Work instruction → This exercise asks for every line of the material that contains the word "type".

*** Information ***

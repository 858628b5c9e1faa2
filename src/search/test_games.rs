//! Small games used to exercise the search.
//!
//! - [`Nim`]: players take 1-3 objects, whoever takes the last one wins.
//! - [`TreeGame`]: a synthetic tree whose moves commute, so the same
//!   position is reached through many move orders.
//! - [`Skirmish`]: chess pieces without castling, en passant, promotion or
//!   check rules. Kings can be captured, which ends the game.

use std::sync::Arc;
use std::thread;
use std::time::Duration;

use crate::evaluate::position::{file_of, rank_of, square};
use crate::evaluate::{
    BoardEvaluation, Color, EvaluationStrategy, Piece, PieceKind, Position, PositionSignal, Square,
    PIECE_SLOTS,
};

use super::move_ordering::AttackMap;
use super::state::SearchState;
use super::traits::{GameBoard, Player, SearchMove};

pub const NIM_WIN: i32 = 1000;

#[derive(Clone, Debug)]
pub struct Nim {
    pub pile: u8,
    taken: Vec<u8>,
}

impl Nim {
    pub fn new(pile: u8) -> Self {
        Self {
            pile,
            taken: Vec::new(),
        }
    }
}

#[derive(Clone, Debug, PartialEq)]
pub struct NimMove {
    pub take: u8,
}

impl SearchMove for NimMove {
    fn start(&self) -> Square {
        0
    }

    fn end(&self) -> Square {
        0
    }

    fn captured(&self) -> Option<Piece> {
        None
    }
}

impl GameBoard for Nim {
    type Move = NimMove;

    fn apply_move(&mut self, game_move: &NimMove) -> bool {
        if self.is_move_valid(game_move) {
            self.pile -= game_move.take;
            self.taken.push(game_move.take);
            true
        } else {
            self.taken.push(0);
            false
        }
    }

    fn undo_move(&mut self, _game_move: &NimMove) {
        if let Some(take) = self.taken.pop() {
            self.pile += take;
        }
    }

    fn legal_moves(&mut self, _player: Player) -> (Vec<NimMove>, PositionSignal) {
        let moves = (1..=self.pile.min(3)).map(|take| NimMove { take }).collect();
        (moves, PositionSignal::NULL)
    }

    fn terminal_score(
        &mut self,
        player: Player,
        moves: &[NimMove],
        state: &SearchState<'_>,
        canceled: bool,
    ) -> Option<i32> {
        let sign = if player.is_maximizing() { 1 } else { -1 };
        if moves.is_empty() {
            // the previous player took the last object
            return Some(-sign * NIM_WIN);
        }
        if state.depth() <= 0 || canceled {
            // a multiple of four is lost for the player to move
            let mover_wins = self.pile % 4 != 0;
            return Some(if mover_wins { sign * 100 } else { -sign * 100 });
        }
        None
    }

    fn zobrist_key(&self) -> u64 {
        self.pile as u64
    }

    fn extra_info(&self) -> u32 {
        0
    }

    fn is_move_valid(&self, game_move: &NimMove) -> bool {
        (1..=3).contains(&game_move.take) && game_move.take <= self.pile
    }
}
use std::fmt;

/// Number of slots in the piece identifier space. A slot is `kind | 8` for
/// black pieces and `kind` for white ones, so slots 0, 7, 8 and 15 stay empty.
pub const PIECE_SLOTS: usize = 16;

const BLACK_BIT: usize = 8;

/// Number of pieces on the board for every piece slot.
pub type PieceCounts = [u32; PIECE_SLOTS];

#[derive(Clone, Copy, PartialEq, Eq, Hash, Debug)]
pub enum Color {
    White,
    Black,
}

impl Color {
    pub const ALL: [Color; 2] = [Color::White, Color::Black];

    pub fn opposite(&self) -> Self {
        match self {
            Color::White => Color::Black,
            Color::Black => Color::White,
        }
    }

    pub fn maximize_score(&self) -> bool {
        match self {
            Color::White => true,
            Color::Black => false,
        }
    }
}

impl fmt::Display for Color {
    fn fmt(&self, f: &mut fmt::Formatter<'_>) -> fmt::Result {
        let color_str = match self {
            Color::White => "white",
            Color::Black => "black",
        };
        write!(f, "{}", color_str)
    }
}

#[derive(Clone, Copy, PartialEq, Eq, Hash, Debug)]
pub enum PieceKind {
    Pawn = 1,
    Knight = 2,
    Bishop = 3,
    Rook = 4,
    Queen = 5,
    King = 6,
}

impl PieceKind {
    pub const ALL: [PieceKind; 6] = [
        PieceKind::Pawn,
        PieceKind::Knight,
        PieceKind::Bishop,
        PieceKind::Rook,
        PieceKind::Queen,
        PieceKind::King,
    ];
}

#[derive(Clone, Copy, PartialEq, Eq, Hash, Debug)]
pub struct Piece {
    pub kind: PieceKind,
    pub color: Color,
}

impl Piece {
    pub const fn new(kind: PieceKind, color: Color) -> Self {
        Self { kind, color }
    }

    pub const fn white(kind: PieceKind) -> Self {
        Self::new(kind, Color::White)
    }

    pub const fn black(kind: PieceKind) -> Self {
        Self::new(kind, Color::Black)
    }

    /// Index of this piece in the 16-slot identifier space.
    pub const fn slot(&self) -> usize {
        match self.color {
            Color::White => self.kind as usize,
            Color::Black => self.kind as usize | BLACK_BIT,
        }
    }

    /// Same piece kind owned by the other side.
    pub fn flipped(&self) -> Self {
        Self::new(self.kind, self.color.opposite())
    }

    pub fn to_fen(&self) -> char {
        let c = match self.kind {
            PieceKind::Pawn => 'p',
            PieceKind::Knight => 'n',
            PieceKind::Bishop => 'b',
            PieceKind::Rook => 'r',
            PieceKind::Queen => 'q',
            PieceKind::King => 'k',
        };
        match self.color {
            Color::White => c.to_ascii_uppercase(),
            Color::Black => c,
        }
    }

    pub fn from_fen(c: char) -> Option<Piece> {
        let kind = match c.to_ascii_lowercase() {
            'p' => PieceKind::Pawn,
            'n' => PieceKind::Knight,
            'b' => PieceKind::Bishop,
            'r' => PieceKind::Rook,
            'q' => PieceKind::Queen,
            'k' => PieceKind::King,
            _ => return None,
        };
        let color = if c.is_ascii_uppercase() {
            Color::White
        } else {
            Color::Black
        };
        Some(Piece::new(kind, color))
    }
}

/// Slot index of the mirrored piece (same kind, other color).
pub fn mirrored_slot(slot: usize) -> usize {
    slot ^ BLACK_BIT
}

*** End of Information ***

Output below →
    type Move = NimMove;
pub type PieceCounts = [u32; PIECE_SLOTS];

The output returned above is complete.